Diminished Citizenship: A Genealogy of the Development of ‘Soft Citizenship’ at the Intersection of Mass and Political Culture

Jennifer Miller

Advisor: Denise Albanese, PhD, Department of English

Committee Members: Roger Lancaster, Alison Landsberg

Johnson Center, #240A
April 21, 2014, 01:00 PM to 10:00 AM

Abstract:

This dissertation tracks the historical development of a citizenship subjectivity and corresponding set of practices referred to as soft citizenship. Soft citizenship is characterized by sentimentality, child-centricity, and familialism. It emerges in the early 1900s as a juxtapolitical model of thinking and doing citizenship constituted through the reform efforts of Anglo Saxon Protestant women. Although these women were politically disenfranchisement they were morally and economically empowered. Maternal activists embraced the temperance impulse of the previous century to gain unprecedented access to publicness.
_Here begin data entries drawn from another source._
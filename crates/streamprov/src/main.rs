//! streamprov
//!
//! Provisions and reconciles media-server tenants on remote hosts over SSH

use std::path::PathBuf;
use std::sync::Arc;

use clap::{Parser, Subcommand};
use color_eyre::Result;
use serde::Serialize;
use streamprov_core::{FieldChanges, Provisioner, Reconciler, TenantName};
use streamprov_exec::{ExecutionMode, Secret};
use streamprov_inventory::{StaticInventory, ViewerCap};
use tracing::{info, warn};
use tracing_subscriber::EnvFilter;

mod config;
mod factory;

use config::Config;
use factory::DefaultExecutorFactory;

#[derive(Parser)]
#[command(name = "streamprov")]
#[command(about = "Media-server tenant provisioning", long_about = None)]
struct Cli {
    /// Config file (otherwise `STREAMPROV_CONFIG` and the default locations)
    #[arg(long, global = true)]
    config: Option<PathBuf>,

    /// Answer every remote command from a simulated host
    #[arg(long, global = true)]
    simulate: bool,

    /// Emit logs as JSON
    #[arg(long, global = true)]
    log_json: bool,

    #[command(subcommand)]
    command: Commands,
}

#[derive(Subcommand)]
enum Commands {
    /// Provision a tenant, or update it if already present
    Create {
        #[arg(long)]
        host: String,
        #[arg(long)]
        tenant: String,
        #[command(flatten)]
        limits: Limits,
    },
    /// Apply changed limits to an existing tenant
    Update {
        #[arg(long)]
        host: String,
        #[arg(long)]
        tenant: String,
        #[command(flatten)]
        limits: Limits,
    },
    /// Verify tenants are present, provisioning missing ones
    Sync {
        #[arg(long)]
        host: String,
        /// Only this tenant (default: every tenant in the inventory)
        #[arg(long)]
        tenant: Option<String>,
    },
    /// Remove a tenant's account and directories
    Remove {
        #[arg(long)]
        host: String,
        #[arg(long)]
        tenant: String,
    },
    /// Remove config directories no tenant record claims
    Cleanup {
        #[arg(long)]
        host: String,
    },
    /// List configuration entries on a host
    List {
        #[arg(long)]
        host: String,
    },
    /// Show media server status
    Status {
        #[arg(long)]
        host: String,
    },
    /// Replace a tenant's publish credential
    Password {
        #[arg(long)]
        host: String,
        #[arg(long)]
        tenant: String,
        #[arg(long, env = "STREAMPROV_NEW_SECRET", hide_env_values = true)]
        secret: String,
    },
    /// Copy a tenant's config directory aside
    Backup {
        #[arg(long)]
        host: String,
        #[arg(long)]
        tenant: String,
    },
    /// Put a backup back in place
    Restore {
        #[arg(long)]
        host: String,
        #[arg(long)]
        tenant: String,
        /// Path printed by `backup`
        #[arg(long)]
        backup: String,
    },
}

#[derive(clap::Args)]
struct Limits {
    /// Bandwidth limit in kbps
    #[arg(long)]
    bandwidth: Option<u32>,
    /// Viewer cap: a number or `unlimited`
    #[arg(long, value_parser = parse_viewers)]
    viewers: Option<ViewerCap>,
}

impl Limits {
    fn changes(&self) -> FieldChanges {
        FieldChanges {
            bandwidth_kbps: self.bandwidth,
            viewer_cap: self.viewers,
        }
    }
}

fn parse_viewers(raw: &str) -> Result<ViewerCap, String> {
    if raw.eq_ignore_ascii_case("unlimited") {
        return Ok(ViewerCap::Unlimited);
    }
    raw.parse::<u32>()
        .map(ViewerCap::Limited)
        .map_err(|_| format!("{raw:?} is neither a number nor \"unlimited\""))
}

fn init_tracing(level: &str, json: bool) {
    let filter = EnvFilter::try_from_default_env().unwrap_or_else(|_| EnvFilter::new(level));
    let builder = tracing_subscriber::fmt()
        .with_env_filter(filter)
        .with_writer(std::io::stderr);
    if json {
        builder.json().init();
    } else {
        builder.init();
    }
}

fn print_json<T: Serialize>(value: &T) -> Result<()> {
    println!("{}", serde_json::to_string_pretty(value)?);
    Ok(())
}

#[tokio::main]
async fn main() -> Result<()> {
    color_eyre::install()?;
    let cli = Cli::parse();

    let (mut config, source) = Config::load_default(cli.config.as_deref())?;
    if cli.simulate {
        config.settings.mode = ExecutionMode::Simulated;
    }
    init_tracing(&config.settings.log_level, cli.log_json);
    match &source {
        Some(path) => info!(path = %path.display(), "config loaded"),
        None => warn!("no config file found, using defaults"),
    }
    config.engine.validate()?;

    let tenant_names: Vec<String> = config.tenant.iter().map(|t| t.name.clone()).collect();
    let store = Arc::new(StaticInventory::new(config.host, config.tenant));
    let factory = Arc::new(DefaultExecutorFactory::new(
        config.settings.mode,
        config.ssh.timeouts(),
    ));
    let engine = Arc::new(Reconciler::new(store, factory, config.engine));
    info!(mode = ?engine.mode(), "streamprov starting");

    let provisioner = Provisioner::new(engine.clone());
    let outcome = run(cli.command, &provisioner, &engine, tenant_names).await;
    provisioner.shutdown().await;
    outcome
}

async fn run(
    command: Commands,
    provisioner: &Provisioner,
    engine: &Reconciler,
    tenant_names: Vec<String>,
) -> Result<()> {
    match command {
        Commands::Create {
            host,
            tenant,
            limits,
        } => {
            let tenant = engine.tenant_config(&tenant).await?.with_changes(&limits.changes());
            print_json(&provisioner.create(tenant, &host).await)
        }
        Commands::Update {
            host,
            tenant,
            limits,
        } => {
            let tenant = engine.tenant_config(&tenant).await?;
            let mut changes = limits.changes();
            if changes.is_empty() {
                changes = FieldChanges::all_of(&tenant);
            }
            let tenant = tenant.with_changes(&changes);
            print_json(&provisioner.update(tenant, &host, changes).await)
        }
        Commands::Sync { host, tenant } => {
            let names = match tenant {
                Some(name) => vec![name],
                None => tenant_names,
            };
            let mut results = Vec::with_capacity(names.len());
            for name in names {
                let tenant = engine.tenant_config(&name).await?;
                results.push(provisioner.sync(tenant, &host).await);
            }
            print_json(&results)
        }
        Commands::Remove { host, tenant } => {
            let name = TenantName::parse(&tenant)?;
            print_json(&provisioner.remove(name, &host).await)
        }
        Commands::Cleanup { host } => print_json(&provisioner.cleanup_orphans(&host).await),
        Commands::List { host } => print_json(&provisioner.list_configurations(&host).await?),
        Commands::Status { host } => print_json(&provisioner.service_status(&host).await),
        Commands::Password {
            host,
            tenant,
            secret,
        } => {
            let name = TenantName::parse(&tenant)?;
            let result = provisioner
                .change_password(name, &host, Secret::new(secret))
                .await?;
            print_json(&result)
        }
        Commands::Backup { host, tenant } => {
            let name = TenantName::parse(&tenant)?;
            let backup = provisioner.backup(name, &host).await?;
            println!("{backup}");
            Ok(())
        }
        Commands::Restore {
            host,
            tenant,
            backup,
        } => {
            let name = TenantName::parse(&tenant)?;
            print_json(&provisioner.restore(name, &host, backup).await?)
        }
    }
}

#[cfg(test)]
mod tests {
    use super::*;

    #[test]
    fn test_parse_viewers() {
        assert_eq!(parse_viewers("unlimited").unwrap(), ViewerCap::Unlimited);
        assert_eq!(parse_viewers("250").unwrap(), ViewerCap::Limited(250));
        assert!(parse_viewers("lots").is_err());
    }

    #[test]
    fn test_cli_parses_update() {
        let cli = Cli::try_parse_from([
            "streamprov",
            "update",
            "--host",
            "10.0.0.5",
            "--tenant",
            "acct1",
            "--viewers",
            "unlimited",
        ])
        .unwrap();

        match cli.command {
            Commands::Update { limits, .. } => {
                let changes = limits.changes();
                assert_eq!(changes.bandwidth_kbps, None);
                assert_eq!(changes.viewer_cap, Some(ViewerCap::Unlimited));
            }
            _ => panic!("expected update"),
        }
    }
}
One of the objects women reformers claimed was cinema, which they argued influenced the moral development of children and should therefore be a national concern. Subsequent waves of soft citizens shared maternal reformers zest for mass cultural censorship. The dissertation argues that the proliferation of family values rhetoric beginning in the 1970s is an extension of preexisting tendencies in US mass and political culture. In this period the characteristics that I associate with soft citizenship began to seep into state politics saturating the public sphere with concerns about sex and other intimate affairs.